[PROMPT] Down to the final character, output the records below as they stand.

[Saved entries]
════════════════════
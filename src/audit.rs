//! Audit trail of each message's trip through the DLP layer.
//!
//! Entries are write-only: nothing in the pipeline reads them back. A sink
//! that fails is logged and skipped so auditing never blocks a message.

use chrono::{DateTime, Utc};
use serde::{Deserialize, Serialize};
use std::fs::{File, OpenOptions};
use std::io::Write;
use std::path::PathBuf;
use std::sync::{Arc, Mutex};

#[derive(Debug, Clone, Copy, PartialEq, Eq, Serialize, Deserialize)]
#[serde(rename_all = "UPPERCASE")]
pub enum AuditKind {
    /// Message typed by the user.
    In,
    /// Sensitive values were masked.
    Dlp,
    Info,
    /// Reply as received from the backend, tokens included.
    Out,
    /// Values were restored locally.
    Ok,
    Err,
}

impl AuditKind {
    pub fn badge(self) -> &'static str {
        match self {
            AuditKind::In => ">> USER:",
            AuditKind::Dlp => "!! MASKED:",
            AuditKind::Info => "INFO:",
            AuditKind::Out => "<< AI (tokenized):",
            AuditKind::Ok => "OK:",
            AuditKind::Err => "ERROR:",
        }
    }
}

#[derive(Debug, Clone, PartialEq, Serialize, Deserialize)]
pub struct AuditEntry {
    pub timestamp: DateTime<Utc>,
    pub kind: AuditKind,
    pub text: String,
    #[serde(default, skip_serializing_if = "Option::is_none")]
    pub details: Option<Vec<String>>,
}

impl AuditEntry {
    pub fn now(kind: AuditKind, text: impl Into<String>, details: Option<Vec<String>>) -> Self {
        Self {
            timestamp: Utc::now(),
            kind,
            text: text.into(),
            details,
        }
    }
}

#[derive(Debug, thiserror::Error)]
pub enum AuditError {
    #[error("Failed to open audit file {}: {source}", .path.display())]
    Open {
        path: PathBuf,
        #[source]
        source: std::io::Error,
    },

    #[error("Failed to write audit entry: {0}")]
    Write(#[from] std::io::Error),

    #[error("Failed to serialize audit entry: {0}")]
    Serialize(#[from] serde_json::Error),
}

pub trait AuditSink: Send {
    fn record(&mut self, entry: &AuditEntry) -> Result<(), AuditError>;
}

/// Writes entries through the `log` facade.
#[derive(Debug, Default)]
pub struct LogSink;

impl AuditSink for LogSink {
    fn record(&mut self, entry: &AuditEntry) -> Result<(), AuditError> {
        let details = entry
            .details
            .as_ref()
            .map(|d| format!(" [{}]", d.join("; ")))
            .unwrap_or_default();
        match entry.kind {
            AuditKind::Err => log::error!("[AUDIT] {} {}{}", entry.kind.badge(), entry.text, details),
            AuditKind::Dlp => log::warn!("[AUDIT] {} {}{}", entry.kind.badge(), entry.text, details),
            _ => log::info!("[AUDIT] {} {}{}", entry.kind.badge(), entry.text, details),
        }
        Ok(())
    }
}

/// Appends one JSON object per line to a file.
#[derive(Debug)]
pub struct JsonlSink {
    file: File,
}

impl JsonlSink {
    /// Open `path` for appending, creating parent directories as needed.
    pub fn open(path: impl Into<PathBuf>) -> Result<Self, AuditError> {
        let path = path.into();
        let open_err = |source| AuditError::Open {
            path: path.clone(),
            source,
        };

        if let Some(parent) = path.parent().filter(|p| !p.as_os_str().is_empty()) {
            std::fs::create_dir_all(parent).map_err(open_err)?;
        }
        let file = OpenOptions::new()
            .create(true)
            .append(true)
            .open(&path)
            .map_err(open_err)?;

        log::info!("[AUDIT] Writing audit trail to {}", path.display());
        Ok(Self { file })
    }

    /// `<data dir>/chat-shield/audit.jsonl`, e.g. `~/.local/share/...` on Linux.
    pub fn default_path() -> PathBuf {
        dirs::data_dir()
            .unwrap_or_else(|| PathBuf::from("."))
            .join("chat-shield")
            .join("audit.jsonl")
    }
}

impl AuditSink for JsonlSink {
    fn record(&mut self, entry: &AuditEntry) -> Result<(), AuditError> {
        let mut line = serde_json::to_vec(entry)?;
        line.push(b'\n');
        self.file.write_all(&line)?;
        Ok(())
    }
}

/// Keeps entries in memory; clones share the same buffer.
#[derive(Debug, Clone, Default)]
pub struct MemorySink {
    entries: Arc<Mutex<Vec<AuditEntry>>>,
}

impl MemorySink {
    pub fn new() -> Self {
        Self::default()
    }

    pub fn entries(&self) -> Vec<AuditEntry> {
        self.entries
            .lock()
            .unwrap_or_else(|poisoned| poisoned.into_inner())
            .clone()
    }
}

impl AuditSink for MemorySink {
    fn record(&mut self, entry: &AuditEntry) -> Result<(), AuditError> {
        self.entries
            .lock()
            .unwrap_or_else(|poisoned| poisoned.into_inner())
            .push(entry.clone());
        Ok(())
    }
}

/// Fan-out over any number of sinks.
#[derive(Default)]
pub struct AuditLog {
    sinks: Vec<Box<dyn AuditSink>>,
}

impl AuditLog {
    pub fn new() -> Self {
        Self::default()
    }

    pub fn with_sink(mut self, sink: impl AuditSink + 'static) -> Self {
        self.sinks.push(Box::new(sink));
        self
    }

    pub fn record(&mut self, kind: AuditKind, text: impl Into<String>, details: Option<Vec<String>>) {
        let entry = AuditEntry::now(kind, text, details);
        for sink in &mut self.sinks {
            if let Err(e) = sink.record(&entry) {
                log::warn!("[AUDIT] Sink failed: {}", e);
            }
        }
    }
}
════════════════════
[RESPONSE FOR THIS EXERCISE]
filename src/audit.rs
//! Audit trail of each message's trip through the DLP layer.
//!
//! Entries are write-only: nothing in the pipeline reads them back. A sink
//! that fails is logged and skipped so auditing never blocks a message.

use chrono::{DateTime, Utc};
use serde::{Deserialize, Serialize};
use std::fs::{File, OpenOptions};
use std::io::Write;
use std::path::PathBuf;
use std::sync::{Arc, Mutex};

#[derive(Debug, Clone, Copy, PartialEq, Eq, Serialize, Deserialize)]
#[serde(rename_all = "UPPERCASE")]
pub enum AuditKind {
    /// Message typed by the user.
    In,
    /// Sensitive values were masked.
    Dlp,
    Info,
    /// Reply as received from the backend, tokens included.
    Out,
    /// Values were restored locally.
    Ok,
    Err,
}

impl AuditKind {
    pub fn badge(self) -> &'static str {
        match self {
            AuditKind::In => ">> USER:",
            AuditKind::Dlp => "!! MASKED:",
            AuditKind::Info => "INFO:",
            AuditKind::Out => "<< AI (tokenized):",
            AuditKind::Ok => "OK:",
            AuditKind::Err => "ERROR:",
        }
    }
}

#[derive(Debug, Clone, PartialEq, Serialize, Deserialize)]
pub struct AuditEntry {
    pub timestamp: DateTime<Utc>,
    pub kind: AuditKind,
    pub text: String,
    #[serde(default, skip_serializing_if = "Option::is_none")]
    pub details: Option<Vec<String>>,
}

impl AuditEntry {
    pub fn now(kind: AuditKind, text: impl Into<String>, details: Option<Vec<String>>) -> Self {
        Self {
            timestamp: Utc::now(),
            kind,
            text: text.into(),
            details,
        }
    }
}

#[derive(Debug, thiserror::Error)]
pub enum AuditError {
    #[error("Failed to open audit file {}: {source}", .path.display())]
    Open {
        path: PathBuf,
        #[source]
        source: std::io::Error,
    },

    #[error("Failed to write audit entry: {0}")]
    Write(#[from] std::io::Error),

    #[error("Failed to serialize audit entry: {0}")]
    Serialize(#[from] serde_json::Error),
}

pub trait AuditSink: Send {
    fn record(&mut self, entry: &AuditEntry) -> Result<(), AuditError>;
}

/// Writes entries through the `log` facade.
#[derive(Debug, Default)]
pub struct LogSink;

impl AuditSink for LogSink {
    fn record(&mut self, entry: &AuditEntry) -> Result<(), AuditError> {
        let details = entry
            .details
            .as_ref()
            .map(|d| format!(" [{}]", d.join("; ")))
            .unwrap_or_default();
        match entry.kind {
            AuditKind::Err => log::error!("[AUDIT] {} {}{}", entry.kind.badge(), entry.text, details),
            AuditKind::Dlp => log::warn!("[AUDIT] {} {}{}", entry.kind.badge(), entry.text, details),
            _ => log::info!("[AUDIT] {} {}{}", entry.kind.badge(), entry.text, details),
        }
        Ok(())
    }
}

/// Appends one JSON object per line to a file.
#[derive(Debug)]
pub struct JsonlSink {
    file: File,
}

impl JsonlSink {
    /// Open `path` for appending, creating parent directories as needed.
    pub fn open(path: impl Into<PathBuf>) -> Result<Self, AuditError> {
        let path = path.into();
        let open_err = |source| AuditError::Open {
            path: path.clone(),
            source,
        };

        if let Some(parent) = path.parent().filter(|p| !p.as_os_str().is_empty()) {
            std::fs::create_dir_all(parent).map_err(open_err)?;
        }
        let file = OpenOptions::new()
            .create(true)
            .append(true)
            .open(&path)
            .map_err(open_err)?;

        log::info!("[AUDIT] Writing audit trail to {}", path.display());
        Ok(Self { file })
    }

    /// `<data dir>/chat-shield/audit.jsonl`, e.g. `~/.local/share/...` on Linux.
    pub fn default_path() -> PathBuf {
        dirs::data_dir()
            .unwrap_or_else(|| PathBuf::from("."))
            .join("chat-shield")
            .join("audit.jsonl")
    }
}

impl AuditSink for JsonlSink {
    fn record(&mut self, entry: &AuditEntry) -> Result<(), AuditError> {
        let mut line = serde_json::to_vec(entry)?;
        line.push(b'\n');
        self.file.write_all(&line)?;
        Ok(())
    }
}

/// Keeps entries in memory; clones share the same buffer.
#[derive(Debug, Clone, Default)]
pub struct MemorySink {
    entries: Arc<Mutex<Vec<AuditEntry>>>,
}

impl MemorySink {
    pub fn new() -> Self {
        Self::default()
    }

    pub fn entries(&self) -> Vec<AuditEntry> {
        self.entries
            .lock()
            .unwrap_or_else(|poisoned| poisoned.into_inner())
            .clone()
    }
}

impl AuditSink for MemorySink {
    fn record(&mut self, entry: &AuditEntry) -> Result<(), AuditError> {
        self.entries
            .lock()
            .unwrap_or_else(|poisoned| poisoned.into_inner())
            .push(entry.clone());
        Ok(())
    }
}

/// Fan-out over any number of sinks.
#[derive(Default)]
pub struct AuditLog {
    sinks: Vec<Box<dyn AuditSink>>,
}

impl AuditLog {
    pub fn new() -> Self {
        Self::default()
    }

    pub fn with_sink(mut self, sink: impl AuditSink + 'static) -> Self {
        self.sinks.push(Box::new(sink));
        self
    }

    pub fn record(&mut self, kind: AuditKind, text: impl Into<String>, details: Option<Vec<String>>) {
        let entry = AuditEntry::now(kind, text, details);
        for sink in &mut self.sinks {
            if let Err(e) = sink.record(&entry) {
                log::warn!("[AUDIT] Sink failed: {}", e);
            }
        }
    }
}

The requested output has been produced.